19 febbraio 2012

Il terremoto del 1834 a Valdantena

Poco innanzi le ore 2 ½ pomeridiane udisi un orrendo fragore, e tosto una violenta urtata scosse la terra dal basso in alto, per modo che parve questa doversi aprire: continuò il moto ondulatorio da NO a SE per dodici minuti secondi e que' miseri abitanti furono trabalzati con le case loro in varia direzione”. Così scriveva Gerolamo Gargiolli1 sul terremoto che, il 14 febbraio 1834 sconvolse l'alta Lunigiana. La scossa, che era stata di 5,64 gradi Richter2, poco più importante di quella che ha colpito la provincia a fine gennaio 2012, era venuta in una giornata “velata di caligine cenerognola” in cui “a quando a quando si rendeva ai viventi difficile la respirazione per l'aria grave e soffocante”, con “l'atmosfera piena di elettricismo”: una di quelle giornate in cui si sarebbe detto che “oggi c'è l'aria da terremoto”.
A Pontremoli, nonostante la grande paura per il crollo di una volta del Conservatorio di S. Jacopo d'Altopascio3, ove erano a scuola una cinquantina di ragazze che si salvarono fortunosamente, non si piansero vittime. Ben diversa fu la situazione soprattutto nella valle del Verde, dove alcune persone “rimasero a un tempo e schiacciate e sepolte” e gravi furono i danni, con “villaggi poco meno che annichilati: Bratto, Braja, Guinadi, Cavezzana d'Antena, Groppo d'Alosio, Succisa e Valdantena”, che “patirono una crudele devastazione”.
A Casalina a fare le spese del terremoto furono anche la chiesa e la canonica, che – così annota don Romualdo Bernardoni nel Liber chronicus conservato presso la sezione pontremolese dell'Archivio Diocesano - “quasi ridotte a perfetto lustro, e al decente decoro dopo dieci anni di lavoro fra l’una e l’altra (…) convenne per duro e fatale subitaneo accidente vedersi col pericolo di perdere ogni veduta, e trovarsi ad un tratto ai Regni bui subissare ogni cosa da orribile scossa di terremoto seguita alle ore due e mezza pomeridiane nel giorno 14 febbraio 1834, il primo venerdì di Quaresima”.
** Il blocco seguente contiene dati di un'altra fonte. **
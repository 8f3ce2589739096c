//! Slash-command entry point
//!
//! `/sma` opens the mode picker. A mode keyword after it (`/sma translate`,
//! `/sma style tone`) opens the picker and selects that mode in one step.

use crate::model::{Mode, UnknownMode};
use crate::state_machine::Event;
use thiserror::Error;

pub const COMMAND: &str = "/sma";

#[derive(Debug, Clone, PartialEq, Eq, Error)]
pub enum CommandError {
    #[error("Not an assistant command; type /sma to start")]
    NotACommand,
    #[error(transparent)]
    UnknownMode(#[from] UnknownMode),
}

impl CommandError {
    pub fn kind(&self) -> &'static str {
        match self {
            CommandError::NotACommand => "not_a_command",
            CommandError::UnknownMode(_) => "unknown_mode",
        }
    }
}

/// What a parsed command asks for
#[derive(Debug, Clone, Copy, PartialEq, Eq)]
pub enum Invocation {
    Picker,
    Mode(Mode),
}

impl Invocation {
    /// Triggers to apply, in order
    pub fn events(self) -> Vec<Event> {
        match self {
            Invocation::Picker => vec![Event::OpenPicker],
            Invocation::Mode(mode) => vec![Event::OpenPicker, Event::SelectMode { mode }],
        }
    }
}

pub fn parse(text: &str) -> Result<Invocation, CommandError> {
    let mut words = text.split_whitespace();
    match words.next() {
        Some(word) if word.eq_ignore_ascii_case(COMMAND) => {}
        _ => return Err(CommandError::NotACommand),
    }

    let rest: Vec<&str> = words.collect();
    if rest.is_empty() {
        return Ok(Invocation::Picker);
    }
    Ok(Invocation::Mode(rest.join("_").parse()?))
}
Fu un “frangente lugubre”, protrattosi fino a tutto aprile 1835 con scosse d'assestamento fattesi “sentire nel nostro suolo più di mille volte senza esagerazione, e come io stesso ne ho avvertito le loro pulsazioni, il fatale, però, e più formidabile fu il primo che seguì nel sucennato giorno”, quando “fu per sussulto per ondulazione, ed in ultimo per inclinazione, e durò per tutto il suo quassamento fino a trenta minuti secondi o forse più”: “la Chiesa, e Canonica, come pure la maggior parte delle case di questi Abitanti di Valdantena ebbero il fatale crollo”. Don Bernardoni elenca i danni: “Il Campanile cadde al suolo dalla parte superiore dei cornicioni, cioè tutta la sua pergamena ed il resto del torso rimase nello strapiombo di un braccio e più (...). La facciata, a cui il medesimo campanile sta inerente, si distaccò dal volto alla misura di mezzo palmo, ed il volto medesimo fece vedere uno spacco da settentrione a mezzodì della larghezza di un palmo. La soglia della porta rimase in tre pezzi, (...). Il pavimento nuovo si abbassò più di tre dita. Si ruppe il palo di ferro della catena sopra il pulpito e s’inclinò il pilastro, assieme colla facciata a mezzogiorno (...). Cadde un pezzo dell’arco maestro del coro assieme al castello, e nella sua caduta ruppe ancora la Balaustra di marmo in più pezzi. Apparvero nelle facciate del Coro quattro aperture, cioè due orizzontali, una a settentrione, e l’altra a mezzodì, della larghezza di quattro dita dal tetto alle fondamenta, e due perpendicolari nella parete tergale dallo stesso Coro alla direzione delle due nicchie della larghezza simile ed altezza. Il Cupolino del Coro, quello che non cadde, rimase tutto sfracellato. In ogni sua parte, per dire tutto in una parola, la Chiesa rimase tritta.”. E la canonica, edificata da soli dieci anni, non se la passò meglio: “Dall’enorme urto sofferto dalla scossa della Chiesa, a cui di facciata è appoggiata detta Canonica, si inclinò allo strapiombo di due dita circa; caddero vari pezzi dei volti d’incanicciate per ciascheduna stanza del quartiere superiore, e insieme gli archi degli usci, ossia antiporti, s’infransero tutti i pavimenti. Cadde la chiave dell’architrave della porta, si ruppe la soglia ed in tutta la sua estensione fece vedere aperte per parte dei spacchi assai vistosi”. Al parroco non restò che rifugiarsi “per quindici giorni, ed altrettante notti in casa mia paterna innesprimibilmente atterito”.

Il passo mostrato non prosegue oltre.